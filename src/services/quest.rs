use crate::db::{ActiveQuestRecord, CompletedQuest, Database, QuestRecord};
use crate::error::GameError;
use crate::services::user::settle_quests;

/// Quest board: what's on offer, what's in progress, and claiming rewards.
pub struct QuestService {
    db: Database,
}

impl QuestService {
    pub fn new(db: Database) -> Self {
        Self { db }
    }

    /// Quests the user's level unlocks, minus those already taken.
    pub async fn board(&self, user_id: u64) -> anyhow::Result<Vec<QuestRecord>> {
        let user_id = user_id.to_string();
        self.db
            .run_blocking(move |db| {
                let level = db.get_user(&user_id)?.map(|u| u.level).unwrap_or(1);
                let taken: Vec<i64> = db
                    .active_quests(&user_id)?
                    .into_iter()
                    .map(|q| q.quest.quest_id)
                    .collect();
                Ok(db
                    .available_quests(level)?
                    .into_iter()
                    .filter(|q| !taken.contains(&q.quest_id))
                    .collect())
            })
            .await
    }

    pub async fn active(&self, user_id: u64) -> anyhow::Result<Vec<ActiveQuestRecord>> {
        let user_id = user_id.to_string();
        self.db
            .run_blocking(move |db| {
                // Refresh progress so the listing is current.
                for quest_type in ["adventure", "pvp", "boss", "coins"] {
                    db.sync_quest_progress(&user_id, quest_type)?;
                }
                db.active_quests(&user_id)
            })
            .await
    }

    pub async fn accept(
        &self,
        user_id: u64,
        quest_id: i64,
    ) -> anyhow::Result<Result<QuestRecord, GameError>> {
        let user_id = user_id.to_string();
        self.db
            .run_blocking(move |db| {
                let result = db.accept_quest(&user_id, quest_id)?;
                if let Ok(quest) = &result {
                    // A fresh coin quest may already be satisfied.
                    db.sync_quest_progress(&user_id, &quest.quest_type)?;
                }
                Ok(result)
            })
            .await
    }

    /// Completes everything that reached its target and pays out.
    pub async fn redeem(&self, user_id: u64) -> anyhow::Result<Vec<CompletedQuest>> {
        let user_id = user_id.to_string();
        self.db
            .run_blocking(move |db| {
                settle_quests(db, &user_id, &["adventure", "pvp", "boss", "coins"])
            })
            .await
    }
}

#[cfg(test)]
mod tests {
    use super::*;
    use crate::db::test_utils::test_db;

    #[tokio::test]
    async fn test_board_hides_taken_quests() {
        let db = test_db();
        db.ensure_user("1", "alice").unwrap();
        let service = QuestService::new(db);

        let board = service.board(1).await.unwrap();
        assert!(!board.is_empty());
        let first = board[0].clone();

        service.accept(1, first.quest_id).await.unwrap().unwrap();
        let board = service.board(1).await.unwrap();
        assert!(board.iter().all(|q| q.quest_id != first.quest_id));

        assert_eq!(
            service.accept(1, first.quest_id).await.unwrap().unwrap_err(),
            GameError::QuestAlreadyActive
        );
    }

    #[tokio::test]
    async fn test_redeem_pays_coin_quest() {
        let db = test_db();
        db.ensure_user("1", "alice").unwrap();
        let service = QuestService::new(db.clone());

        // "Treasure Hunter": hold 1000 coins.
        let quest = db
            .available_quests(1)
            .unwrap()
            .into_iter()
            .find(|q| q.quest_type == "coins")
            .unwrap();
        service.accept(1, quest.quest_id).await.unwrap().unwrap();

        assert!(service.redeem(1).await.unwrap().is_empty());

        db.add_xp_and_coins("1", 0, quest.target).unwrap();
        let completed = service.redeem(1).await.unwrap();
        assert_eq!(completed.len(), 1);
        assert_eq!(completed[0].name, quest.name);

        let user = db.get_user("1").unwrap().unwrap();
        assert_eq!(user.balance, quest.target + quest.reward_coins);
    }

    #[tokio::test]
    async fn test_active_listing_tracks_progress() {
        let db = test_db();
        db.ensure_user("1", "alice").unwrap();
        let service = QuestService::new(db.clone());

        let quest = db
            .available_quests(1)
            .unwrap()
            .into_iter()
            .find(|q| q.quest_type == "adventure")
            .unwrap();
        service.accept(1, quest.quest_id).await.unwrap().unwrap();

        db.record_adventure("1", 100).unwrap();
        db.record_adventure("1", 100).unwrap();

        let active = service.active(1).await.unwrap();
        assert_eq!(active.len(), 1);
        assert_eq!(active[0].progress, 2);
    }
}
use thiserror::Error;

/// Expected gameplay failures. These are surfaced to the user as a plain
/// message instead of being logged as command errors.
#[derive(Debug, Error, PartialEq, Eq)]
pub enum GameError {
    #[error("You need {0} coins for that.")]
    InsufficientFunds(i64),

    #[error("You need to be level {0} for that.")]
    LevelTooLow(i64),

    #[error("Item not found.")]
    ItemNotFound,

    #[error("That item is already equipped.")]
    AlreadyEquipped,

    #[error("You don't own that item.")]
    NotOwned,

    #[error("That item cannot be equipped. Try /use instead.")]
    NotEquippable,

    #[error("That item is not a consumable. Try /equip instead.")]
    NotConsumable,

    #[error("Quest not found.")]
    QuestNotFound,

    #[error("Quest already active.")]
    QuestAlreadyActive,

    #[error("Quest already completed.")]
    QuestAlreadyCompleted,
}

▶ [DESCRIPTION OF THE TASK]: Each line in the listing above from the one containing "let level = db.get_user(&user_id)?.map(|u|" through the one containing "let first = board[0].clone();" should be repeated exactly, and no other line.

▶ [WRITTEN ANSWER]:
                let level = db.get_user(&user_id)?.map(|u| u.level).unwrap_or(1);
                let taken: Vec<i64> = db
                    .active_quests(&user_id)?
                    .into_iter()
                    .map(|q| q.quest.quest_id)
                    .collect();
                Ok(db
                    .available_quests(level)?
                    .into_iter()
                    .filter(|q| !taken.contains(&q.quest_id))
                    .collect())
            })
            .await
    }

    pub async fn active(&self, user_id: u64) -> anyhow::Result<Vec<ActiveQuestRecord>> {
        let user_id = user_id.to_string();
        self.db
            .run_blocking(move |db| {
                // Refresh progress so the listing is current.
                for quest_type in ["adventure", "pvp", "boss", "coins"] {
                    db.sync_quest_progress(&user_id, quest_type)?;
                }
                db.active_quests(&user_id)
            })
            .await
    }

    pub async fn accept(
        &self,
        user_id: u64,
        quest_id: i64,
    ) -> anyhow::Result<Result<QuestRecord, GameError>> {
        let user_id = user_id.to_string();
        self.db
            .run_blocking(move |db| {
                let result = db.accept_quest(&user_id, quest_id)?;
                if let Ok(quest) = &result {
                    // A fresh coin quest may already be satisfied.
                    db.sync_quest_progress(&user_id, &quest.quest_type)?;
                }
                Ok(result)
            })
            .await
    }

    /// Completes everything that reached its target and pays out.
    pub async fn redeem(&self, user_id: u64) -> anyhow::Result<Vec<CompletedQuest>> {
        let user_id = user_id.to_string();
        self.db
            .run_blocking(move |db| {
                settle_quests(db, &user_id, &["adventure", "pvp", "boss", "coins"])
            })
            .await
    }
}

#[cfg(test)]
mod tests {
    use super::*;
    use crate::db::test_utils::test_db;

    #[tokio::test]
    async fn test_board_hides_taken_quests() {
        let db = test_db();
        db.ensure_user("1", "alice").unwrap();
        let service = QuestService::new(db);

        let board = service.board(1).await.unwrap();
        assert!(!board.is_empty());
        let first = board[0].clone();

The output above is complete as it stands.